◆ ASSIGNMENT: Find the string "window" in the material. Copy every line that has it.

◆ EXERCISE MATERIALS:
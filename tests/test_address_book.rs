//! End-to-end tests for address book CRUD and the birthday query.
//!
//! Walks the library API the way the interactive loop does: build records,
//! mutate phones, set birthdays, then query upcoming birthdays against a
//! pinned "today".

use chrono::NaiveDate;
use contact_book::{AddressBook, Name, Record};

fn date(y: i32, m: u32, d: u32) -> NaiveDate {
    NaiveDate::from_ymd_opt(y, m, d).unwrap()
}

#[test]
fn test_full_lifecycle() {
    let mut book = AddressBook::new();

    let mut john = Record::new(Name::new("John").unwrap());
    john.add_phone("1234567890").unwrap();
    john.add_phone("5555555555").unwrap();
    john.add_phone("0987654321").unwrap();
    book.add_record(john);

    let mut jane = Record::new(Name::new("Jane").unwrap());
    jane.add_phone("2222222222").unwrap();
    book.add_record(jane);

    assert_eq!(book.len(), 2);

    // Edit keeps the slot.
    let john = book.find_mut("John").unwrap();
    john.edit_phone("1234567890", "1112223333").unwrap();
    assert_eq!(john.phones()[0].as_str(), "1112223333");
    assert_eq!(john.phones().len(), 3);

    // Exact-match lookup.
    let found = john.find_phone("5555555555").unwrap();
    assert_eq!(found.as_str(), "5555555555");

    // Drain the phone list.
    john.remove_phone("1112223333").unwrap();
    john.remove_phone("5555555555").unwrap();
    john.remove_phone("0987654321").unwrap();
    assert!(john.phones().is_empty());

    // Delete both records; the book ends empty.
    book.delete("Jane").unwrap();
    book.delete("John").unwrap();
    assert!(book.is_empty());
    assert!(book.delete("John").is_err());
}

#[test]
fn test_rendering_matches_expected_line() {
    let mut record = Record::new(Name::new("John").unwrap());
    record.add_phone("1112223333").unwrap();
    record.add_phone("5555555555").unwrap();
    record.add_birthday("15.06.2020").unwrap();

    assert_eq!(
        record.to_string(),
        "Contact name: John, birthday: 15.06.2020, phones: 1112223333; 5555555555"
    );
}

#[test]
fn test_upcoming_birthdays_scenario() {
    let mut book = AddressBook::new();

    let mut john = Record::new(Name::new("John").unwrap());
    john.add_birthday("15.06.2020").unwrap();
    book.add_record(john);

    let mut jane = Record::new(Name::new("Jane").unwrap());
    jane.add_birthday("17.05.2020").unwrap();
    book.add_record(jane);

    // Jane's May date is outside the window; John lands on 2024-06-15.
    let upcoming = book.upcoming_birthdays_from(date(2024, 6, 10));
    assert_eq!(upcoming.len(), 1);
    assert_eq!(upcoming[0].name, "John");
    assert_eq!(upcoming[0].congratulation_date, date(2024, 6, 15));

    let json = serde_json::to_string(&upcoming).unwrap();
    assert_eq!(
        json,
        r#"[{"name":"John","congratulation_date":"2024-06-15"}]"#
    );
}

#[test]
fn test_upcoming_birthdays_next_year_projection() {
    let mut book = AddressBook::new();

    let mut john = Record::new(Name::new("John").unwrap());
    john.add_birthday("15.06.2020").unwrap();
    book.add_record(john);

    // Birthday already passed: the candidate rolls to 2025-06-15,
    // which is more than 7 days away from 2024-06-20.
    assert!(book.upcoming_birthdays_from(date(2024, 6, 20)).is_empty());

    // From 2025-06-08 the rolled-over date is inside the window.
    let upcoming = book.upcoming_birthdays_from(date(2025, 6, 8));
    assert_eq!(upcoming.len(), 1);
    assert_eq!(upcoming[0].congratulation_date, date(2025, 6, 15));
}

#[test]
fn test_overwriting_a_record_drops_its_birthday() {
    let mut book = AddressBook::new();

    let mut john = Record::new(Name::new("John").unwrap());
    john.add_birthday("15.06.2020").unwrap();
    book.add_record(john);

    // Create-or-replace: the fresh record has no birthday.
    book.add_record(Record::new(Name::new("John").unwrap()));
    assert!(book.upcoming_birthdays_from(date(2024, 6, 10)).is_empty());
}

◆ FINISHED EXERCISE:
    // Jane's May date is outside the window; John lands on 2024-06-15.
    // From 2025-06-08 the rolled-over date is inside the window.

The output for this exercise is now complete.